Lelaki yang Nekat Memesan Makanan

Sesekali mulutnya terdengar mengecap karena saking semangatnya mengunyah makanan. Butiran keringat turun perlahan dari pelipisnya. Pedasnya sambal ajaib membuat nafsu makannya semakin bertambah. Belum lagi rasa rendang yang menurutnya unik dan khas masakan Minang Kabau itu memang perlu diajungi jempol. Ia sudah tidak meragukan lagi rasa rendang yang dipesannya.

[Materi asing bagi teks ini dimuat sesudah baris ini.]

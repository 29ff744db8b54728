// Copyright (c) 2025 Kirky.X
//
// Licensed under the MIT License
// See LICENSE file in the project root for full license information.

use once_cell::sync::Lazy;
use scraper::{Html, Selector};
use std::collections::{HashSet, VecDeque};
use thiserror::Error;
use tracing::{debug, info, instrument, warn};
use url::Url;

use crate::config::settings::CrawlSettings;
use crate::domain::models::discovery::{DiscoveryIssue, DiscoveryResult, DiscoveryStrategy};
use crate::domain::services::priority::sort_by_priority;
use crate::engines::validators::validate_url;
use crate::utils::robots::extract_sitemap_directives;
use crate::utils::sitemap::{parse_sitemap, SitemapDocument};
use crate::utils::url_utils::{
    dedupe_key, has_skipped_extension, normalize_root, resolve_url, root_origin, same_host,
};

static ANCHOR_SELECTOR: Lazy<Option<Selector>> = Lazy::new(|| Selector::parse("a[href]").ok());

/// URL发现错误
#[derive(Error, Debug, PartialEq, Eq)]
pub enum DiscoveryError {
    /// 输入无法规范化为 http(s) 根URL
    #[error("Invalid URL: {0}")]
    InvalidInput(String),
    /// 全部策略都没有得到可用URL
    #[error("No pages found for {0}")]
    NoPagesFound(String),
}

/// URL发现服务
///
/// 依次尝试 `/sitemap.xml`、robots.txt 中的站点地图和首页链接，
/// 前一策略得到零个可用URL时才尝试下一个
#[derive(Clone)]
pub struct DiscoveryService {
    client: reqwest::Client,
    allow_private_hosts: bool,
}

impl DiscoveryService {
    pub fn new(settings: &CrawlSettings) -> Result<Self, reqwest::Error> {
        let client = reqwest::Client::builder()
            .user_agent(settings.user_agent.as_str())
            .timeout(settings.discovery_timeout())
            .build()?;
        Ok(Self {
            client,
            allow_private_hosts: settings.allow_private_hosts,
        })
    }

    /// 发现站点中最重要的页面
    ///
    /// # 参数
    ///
    /// * `root_input` - 用户输入的站点地址，缺少协议时补全 `https://`
    /// * `max_pages` - 返回的URL上限
    ///
    /// # 返回值
    ///
    /// * `Ok(DiscoveryResult)` - 按优先级排序的URL
    /// * `Err(DiscoveryError)` - 输入无效或没有发现任何页面
    #[instrument(skip(self))]
    pub async fn discover(
        &self,
        root_input: &str,
        max_pages: usize,
    ) -> Result<DiscoveryResult, DiscoveryError> {
        let root = normalize_root(root_input)
            .ok_or_else(|| DiscoveryError::InvalidInput(root_input.to_string()))?;
        let origin = root_origin(&root);
        let mut errors = Vec::new();

        // 1. /sitemap.xml
        let candidates = self
            .collect_sitemap_urls(&root, vec![format!("{}/sitemap.xml", origin)], &mut errors)
            .await;
        let urls = filter_and_rank(&root, candidates, max_pages);
        if !urls.is_empty() {
            return Ok(Self::finish(&root, urls, DiscoveryStrategy::Sitemap, errors));
        }

        // 2. Sitemap directives in robots.txt
        let robots_url = format!("{}/robots.txt", origin);
        match self.fetch(&robots_url).await {
            Ok(body) => {
                let directives = extract_sitemap_directives(&String::from_utf8_lossy(&body), &root);
                debug!("robots.txt lists {} sitemaps", directives.len());
                if !directives.is_empty() {
                    let candidates = self
                        .collect_sitemap_urls(&root, directives, &mut errors)
                        .await;
                    let urls = filter_and_rank(&root, candidates, max_pages);
                    if !urls.is_empty() {
                        return Ok(Self::finish(
                            &root,
                            urls,
                            DiscoveryStrategy::RobotsSitemap,
                            errors,
                        ));
                    }
                }
            }
            Err(message) => record(&mut errors, &robots_url, message),
        }

        // 3. Homepage links
        match self.fetch(root.as_str()).await {
            Ok(body) => {
                let mut candidates = vec![root.to_string()];
                candidates.extend(extract_links(&String::from_utf8_lossy(&body), &root));
                let urls = filter_and_rank(&root, candidates, max_pages);
                if !urls.is_empty() {
                    return Ok(Self::finish(
                        &root,
                        urls,
                        DiscoveryStrategy::HomepageLinks,
                        errors,
                    ));
                }
            }
            Err(message) => record(&mut errors, root.as_str(), message),
        }

        warn!(
            "Discovery found no pages for {} ({} issues)",
            root,
            errors.len()
        );
        Err(DiscoveryError::NoPagesFound(root.to_string()))
    }

    fn finish(
        root: &Url,
        urls: Vec<String>,
        strategy: DiscoveryStrategy,
        errors: Vec<DiscoveryIssue>,
    ) -> DiscoveryResult {
        info!(
            "Discovered {} pages for {} via {:?}",
            urls.len(),
            root,
            strategy
        );
        DiscoveryResult {
            root_url: root.to_string(),
            urls,
            strategy,
            errors,
        }
    }

    /// 广度优先展开站点地图及其索引，已访问的地图不会重复请求
    ///
    /// 站点地图可以托管在其他主机上，页面URL的主机过滤在 [`filter_and_rank`] 中完成
    async fn collect_sitemap_urls(
        &self,
        root: &Url,
        seeds: Vec<String>,
        errors: &mut Vec<DiscoveryIssue>,
    ) -> Vec<String> {
        let mut queue: VecDeque<String> = seeds.into();
        let mut visited: HashSet<String> = HashSet::new();
        let mut pages = Vec::new();

        while let Some(sitemap_url) = queue.pop_front() {
            if !visited.insert(sitemap_url.clone()) {
                continue;
            }

            if let Err(message) = self.check_sitemap_location(root, &sitemap_url).await {
                record(errors, &sitemap_url, message);
                continue;
            }

            let body = match self.fetch(&sitemap_url).await {
                Ok(body) => body,
                Err(message) => {
                    record(errors, &sitemap_url, message);
                    continue;
                }
            };

            match parse_sitemap(&body) {
                Ok(SitemapDocument::UrlSet(urls)) => {
                    debug!("Sitemap {} lists {} urls", sitemap_url, urls.len());
                    pages.extend(urls);
                }
                Ok(SitemapDocument::Index(children)) => {
                    debug!("Sitemap index {} lists {} sitemaps", sitemap_url, children.len());
                    queue.extend(children);
                }
                Ok(SitemapDocument::Unknown) => {
                    debug!("Ignoring unrecognized XML at {}", sitemap_url);
                }
                Err(e) => record(errors, &sitemap_url, e.to_string()),
            }
        }

        pages
    }

    /// 站点地图地址必须是 http(s)，其他主机上的地址还需通过私有地址检查
    async fn check_sitemap_location(&self, root: &Url, sitemap_url: &str) -> Result<(), String> {
        let parsed = Url::parse(sitemap_url).map_err(|e| format!("invalid sitemap URL: {}", e))?;
        if !matches!(parsed.scheme(), "http" | "https") {
            return Err(format!("unsupported sitemap scheme: {}", parsed.scheme()));
        }
        if same_host(root, &parsed) || self.allow_private_hosts {
            return Ok(());
        }
        validate_url(&parsed).await.map_err(|e| e.to_string())
    }

    async fn fetch(&self, url: &str) -> Result<Vec<u8>, String> {
        let response = self.client.get(url).send().await.map_err(|e| e.to_string())?;
        let status = response.status();
        if !status.is_success() {
            return Err(format!("HTTP {}", status.as_u16()));
        }
        response
            .bytes()
            .await
            .map(|b| b.to_vec())
            .map_err(|e| e.to_string())
    }
}

fn record(errors: &mut Vec<DiscoveryIssue>, source: &str, message: String) {
    debug!("Discovery issue at {}: {}", source, message);
    errors.push(DiscoveryIssue {
        source: source.to_string(),
        message,
    });
}

/// 提取页面中的超链接
///
/// 跳过锚点、`mailto:`、`tel:` 和 `javascript:` 链接，相对链接按 `base` 解析
pub fn extract_links(html: &str, base: &Url) -> Vec<String> {
    let Some(selector) = ANCHOR_SELECTOR.as_ref() else {
        return Vec::new();
    };
    let document = Html::parse_document(html);
    let mut links = Vec::new();

    for element in document.select(selector) {
        let Some(href) = element.value().attr("href") else {
            continue;
        };
        let href = href.trim();
        let lower = href.to_ascii_lowercase();
        if href.is_empty()
            || href.starts_with('#')
            || lower.starts_with("mailto:")
            || lower.starts_with("tel:")
            || lower.starts_with("javascript:")
        {
            continue;
        }

        if let Ok(mut url) = resolve_url(base, href) {
            url.set_fragment(None);
            if matches!(url.scheme(), "http" | "https") {
                links.push(url.to_string());
            }
        }
    }

    links
}

/// 过滤、去重、按优先级排序并截断候选URL
///
/// 只保留与根URL同主机的 http(s) 页面，跳过静态资源扩展名
pub fn filter_and_rank(root: &Url, candidates: Vec<String>, max_pages: usize) -> Vec<String> {
    let mut seen = HashSet::new();
    let mut kept: Vec<Url> = Vec::new();

    for raw in candidates {
        let Ok(mut url) = resolve_url(root, raw.trim()) else {
            continue;
        };
        url.set_fragment(None);

        if !matches!(url.scheme(), "http" | "https")
            || !same_host(root, &url)
            || has_skipped_extension(&url)
        {
            continue;
        }

        if seen.insert(dedupe_key(&url)) {
            kept.push(url);
        }
    }

    sort_by_priority(&mut kept);
    kept.truncate(max_pages);
    kept.into_iter().map(|u| u.to_string()).collect()
}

Nasi dan lauk-pauk sudah ludes. Pindah ke dalam perutnya. Menyisakan piring plastik yang di atasnya berserak sisa sambal karena perutnya tidak lagi kuat menahan rasa pedas yang ditawarkan. Diseruputnya es teh yang tadinya dibiarkan menguap. Napasnya tak beraturan lantaran menahan pedasnya sambal ajaib yang membuatnya ketagihan untuk memesan makanan di Pondok Salero.

Direbahkan punggungnya ke dinding kursi plastik. Perut yang kenyang telah membuatnya lupa tentang uangnya yang kurang untuk membayar makanan yang barusan dipesan.

Kipas angin yang tergantung di langit-langit ruangan menawarkan hawa sejuk yang mengantarkannya ke alam mimpi. Matanya yang semakin lama terasa berat untuk tetap terbuka akhirnya tertutup rapat. Ia tertidur dalam keadaan kenyang. Tak sadar jikalau sedari tadi pemilik warung terus mengamati gelagatnya dari balik meja kasir.

Seorang lelaki yang berumur lima puluhan memanggil salah seorang karyawannya. Ia kemudian membisikkan sesuatu sembari melirik ke arah Fadil yang sedang tertidur sambil memeluk perutnya sendiri.

“Tolong bangunkan Bapak yang tertidur di meja paling pojok. Kasihan pembeli lain yang tidak mendapatkan tempat duduk.”

Pelayan itu mengangguk. Pelan sekali kakinya melangkah menuju bangku paling pojok. Dilihatnya sosok yang sudah beberapa kali membeli makan di tempatnya bekerja. Mulanya pelayan itu membereskan piring dan juga gelas bekas makanan yang dipesan Fadil. Ia semakin ragu hendak mengusir pemuda yang tampaknya miskin itu dari warung. Menurutnya, di luar itu panas. Belum lagi polusi udara yang ditimbulkan oleh asap kendaraan yang hilir-mudik, memadati jalan.

“Pak, mohon maaf sudah mengganggu,” ujar pelayan sembari menepuk-nepuk pelan pundak Fadil.

Fadil yang merasa pundaknya disentuh orang lain segera membuka mata. Mendapati pelayan yang mengenakan kemeja putih dengan bawahan celana hitam polos. Ia memakasakan diri untuk tetap tersenyum.